Abstract

We investigate the low-energy excitations of the spherically and axially trapped atomic Bose-Einstein condensate coupled to a molecular Bose gas by coherent Raman transitions. We apply the sum-rule approach of many-body response theory to derive the low-lying collective excitation frequencies of the hybrid atom-molecular system. The atomic and molecular ground-state densities obtained in Gross-Pitaevskii and modified Gross-Pitaevskii (including the higher order Lee-Huang-Yang term in interatomic interaction) approaches are used to find out the individual energy components and hence the excitation frequencies. We obtain different excitation energies for different angular momenta and study their characteristic dependence on the effective Raman detuning, the scattering length for atom-atom interaction, and the intensities of the coupling lasers. We show that the inclusion of the higher-order nonlinear interatomic interaction in modified Gross-Pitaevskii approach introduces significant corrections to the ground-state properties and the excitation frequencies both for axially and spherically trapped coupled $^{87}\mathrm{Rb}$ condensate system with the increase in the $s$-wave scattering length (for peak gas-parameter $\ensuremath{\geqslant}{10}^{\ensuremath{-}3}$). It has been shown that the excitation frequencies decrease with the increase in the effective Raman detuning as well as the $s$-wave scattering length, whereas excitation frequencies increase with the increase in the atom-molecular coupling strength.
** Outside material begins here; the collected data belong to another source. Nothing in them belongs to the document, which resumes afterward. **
//! # Graph Engine
//!
//! The single writer. Every mutation of the graph flows through
//! [`GraphEngine`]: atom lifecycle events, similarity results, context
//! groupings, access records, and the periodic decay/rank passes.
//!
//! Each public method is one atomic unit of work. A storage failure
//! aborts only the mutation in progress; previously committed state is
//! untouched. Degree counters on nodes are maintained incrementally
//! here and recomputed from scratch only by [`GraphEngine::repair_degrees`].

use chrono::{DateTime, Utc};
use std::collections::{BTreeMap, BTreeSet};
use std::path::Path;

use crate::graph::GraphStore;
use crate::primitives::{
    MIN_NEIGHBOR_WEIGHT, PAGERANK_DAMPING, PAGERANK_ITERATIONS, SEMANTIC_THRESHOLD, USAGE_BOOST,
};
use crate::query::QueryEngine;
use crate::storage::StorageBackend;
use crate::types::{
    AccessKind, AtomDescriptor, AtomEvent, AtomField, AtomId, EdgeId, EdgeKind, GraphEdge,
    GraphNode, LatticeError, SimilarityScore,
};
use crate::weights;

// =============================================================================
// MUTATION REPORT
// =============================================================================

/// Outcome of applying one lifecycle event, consumed by the service
/// layer for notification and cache invalidation.
#[derive(Debug, Clone, PartialEq, Eq)]
pub struct MutationReport {
    /// The atom the event concerned.
    pub atom: AtomId,
    /// Whether semantic discovery should be (re)scheduled for the atom.
    pub discovery_due: bool,
    /// Whether the graph actually changed.
    pub changed: bool,
}

// =============================================================================
// GRAPH ENGINE
// =============================================================================

/// Owns the storage backend and performs all writes.
#[derive(Debug)]
pub struct GraphEngine {
    backend: StorageBackend,
}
The frequencies in modified Gross-Pitaevskii approximation exhibit an upward trend after a certain value of scattering length and also largely deviate from the Gross-Pitaevskii results with the increase in $s$-wave scattering length. The strong dependence of excitation frequencies on the laser intensities used for Raman transitions manifests the role of atom-molecular coupling strength on the control of collective excitations. The collective excitation frequencies for the hybrid atom-molecular BEC differ significantly from the excitation frequencies of a pure atomic BEC system when the atom-to-molecule conversion efficiency increases due to the decrease in the effective Raman detuning and increase in the atom-molecule coupling strength.